This Jupyter notebook provides a step-by-step guide to setting up Apache Spark in a Google Colab environment and demonstrates basic data processing tasks using PySpark. The notebook covers the installation of necessary dependencies, initialization of Spark, creation of DataFrames, text file processing, and CSV file handling.
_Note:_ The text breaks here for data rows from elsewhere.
//! Combine the obstruction and blockage penalties into the final light score.
//!
//! Two scoring models exist. [`ScoringModel::Static`] is canonical: a fixed
//! baseline of 85 is reduced by half the blockage percentage, scaled by the
//! obstruction factor and the direction weight, and topped up with the floor
//! bonus. [`ScoringModel::SolarElevation`] derives the baseline from the sun's
//! height instead and subtracts blockage after weighting. The two are not
//! numerically equivalent.

use log::info;

#[cfg(feature = "serde")]
use serde::{Deserialize, Serialize};

use crate::math::round_to;
use crate::{BlockageResult, Direction, SunPosition};

/// Baseline before any penalty under the static model.
pub const STATIC_BASELINE: f64 = 85.0;

/// Points deducted from the static baseline per blockage percentage point.
const BLOCKAGE_PENALTY: f64 = 0.5;

/// Clear-sky irradiance at zenith, in W/m², used by the solar-elevation model.
const PEAK_IRRADIANCE: f64 = 1_000.0;

/// Floor bonus points per storey and their cap.
const BONUS_PER_FLOOR: u32 = 2;
const MAX_FLOOR_BONUS: u32 = 20;

const MAX_SCORE: f64 = 100.0;

/// Bonus for observing from `floor`: two points per storey, capped at 20.
///
/// The first floor earns nothing.
///
/// # Examples
/// ```
/// use lightscore_core::floor_bonus;
///
/// assert_eq!(floor_bonus(1), 0.0);
/// assert_eq!(floor_bonus(4), 8.0);
/// assert_eq!(floor_bonus(40), 20.0);
/// ```
#[must_use]
pub fn floor_bonus(floor: u32) -> f64 {
    if floor > 1 {
        f64::from(floor.saturating_mul(BONUS_PER_FLOOR).min(MAX_FLOOR_BONUS))
    } else {
        0.0
    }
}

/// Selects how the baseline is derived and blockage is applied.
#[derive(Debug, Clone, Copy, PartialEq, Eq, Default)]
#[cfg_attr(feature = "serde", derive(Serialize, Deserialize))]
#[cfg_attr(feature = "serde", serde(rename_all = "kebab-case"))]
pub enum ScoringModel {
    /// Fixed baseline penalised by blockage.
    #[default]
    Static,
    /// Baseline proportional to potential irradiance at the sun's elevation.
    SolarElevation,
}

impl ScoringModel {
    /// Baseline score before obstruction, direction and floor adjustments.
    ///
    /// - `Static`: `85 - 0.5 · blockage`.
    /// - `SolarElevation`: `max(0, 1000 · sin(elevation)) / 10`, so a sun at
    ///   zenith yields 100 and a sun below the horizon yields 0.
    #[must_use]
    pub fn base_score(self, sun: SunPosition, blockage: &BlockageResult) -> f64 {
        match self {
            Self::Static => STATIC_BASELINE - blockage.blockage_percentage * BLOCKAGE_PENALTY,
            Self::SolarElevation => {
                let irradiance = (PEAK_IRRADIANCE * sun.elevation.to_radians().sin()).max(0.0);
                irradiance / (PEAK_IRRADIANCE / MAX_SCORE)
            }
        }
    }
}

/// Every input and intermediate of a scored observation.
#[derive(Debug, Clone, PartialEq)]
#[cfg_attr(feature = "serde", derive(Serialize, Deserialize))]
pub struct ScoreBreakdown {
    /// Final score in `[0, 100]`, one decimal place.
    pub final_score: f64,
    /// Baseline before adjustments.
    pub base_score: f64,
    /// Floor bonus applied.
    pub floor_bonus: f64,
    /// Ambient obstruction factor in `[0, 1]`.
    pub obstruction_factor: f64,
    /// Sun blockage in `[0, 100]`.
    pub blockage_percentage: f64,
    /// Facing direction.
    pub direction: Direction,
}

/// Folds penalties and bonuses into a final score.
#[derive(Debug, Clone, Copy, PartialEq, Eq, Default)]
pub struct ScoreCompositor {
    model: ScoringModel,
}

impl ScoreCompositor {
    /// Create a compositor for `model`.
    #[must_use]
    pub const fn new(model: ScoringModel) -> Self {
        Self { model }
    }

    /// The configured scoring model.
    #[must_use]
    pub const fn model(&self) -> ScoringModel {
        self.model
    }

    /// Static-model combination of an upstream base score with the
    /// obstruction factor, direction weight and floor bonus.
    ///
    /// `min(100, base · obstruction · weight + floor_bonus)`, clamped at zero
    /// and rounded to one decimal place. `blockage` is accepted for contract
    /// symmetry; under this model it only acts through `base_score`.
    ///
    /// # Examples
    /// ```
    /// use lightscore_core::{BlockageResult, Direction, ScoreCompositor};
    ///
    /// let score = ScoreCompositor::combine(85.0, 10, Direction::S, &BlockageResult::default(), 0.5);
    /// assert_eq!(score, 62.5);
    /// ```
    #[must_use]
    pub fn combine(
        base_score: f64,
        floor: u32,
        direction: Direction,
        blockage: &BlockageResult,
        obstruction_factor: f64,
    ) -> f64 {
        let _ = blockage;
        let adjusted = base_score * obstruction_factor;
        let raw = adjusted * direction.weight() + floor_bonus(floor);
        round_to(raw.clamp(0.0, MAX_SCORE), 1)
    }

    /// Solar-elevation combination: blockage is subtracted after the
    /// direction weight is applied.
    #[must_use]
    pub fn combine_solar(
        potential: f64,
        floor: u32,
        direction: Direction,
        blockage: &BlockageResult,
        obstruction_factor: f64,
    ) -> f64 {
        let weighted = potential * obstruction_factor * direction.weight();
        let raw = weighted - blockage.blockage_percentage + floor_bonus(floor);
        round_to(raw.clamp(0.0, MAX_SCORE), 1)
    }

    /// Score an observation under the configured model.
    #[must_use]
    pub fn compose(
        &self,
        sun: SunPosition,
        floor: u32,
        direction: Direction,
        blockage: &BlockageResult,
        obstruction_factor: f64,
    ) -> ScoreBreakdown {
        let obstruction_factor = obstruction_factor.clamp(0.0, 1.0);
        let base_score = self.model.base_score(sun, blockage);
        let final_score = match self.model {
            ScoringModel::Static => {
                Self::combine(base_score, floor, direction, blockage, obstruction_factor)
            }
            ScoringModel::SolarElevation => {
                Self::combine_solar(base_score, floor, direction, blockage, obstruction_factor)
            }
        };
        info!(
            "score {final_score} ({:?}): base {base_score:.1}, floor {floor}, direction {direction}, \
             blockage {:.1}%, obstruction {obstruction_factor:.2}",
            self.model, blockage.blockage_percentage
        );
        ScoreBreakdown {
            final_score,
            base_score: round_to(base_score, 1),
            floor_bonus: floor_bonus(floor),
            obstruction_factor,
            blockage_percentage: blockage.blockage_percentage,
            direction,
        }
    }
}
Each block of code includes concise explanations to help understand the purpose and functionality of the operations performed.


In [8]:
# install java
!apt-get install openjdk-8-jdk-headless -qq > /dev/null

# install spark (change the version number if needed)
#!wget -q https://archive.apache.org/dist/spark/spark-3.5.1/spark-3.5.1-bin-hadoop3.tgz

# unzip the spark file to the current folder
!tar xf spark-3.5.1-bin-hadoop3.tgz

# set your spark folder to your system path environment
import os

os.environ["JAVA_HOME"] = "/usr/lib/jvm/java-8-openjdk-amd64"
os.environ["SPARK_HOME"] = "/content/spark-3.5.1-bin-hadoop3"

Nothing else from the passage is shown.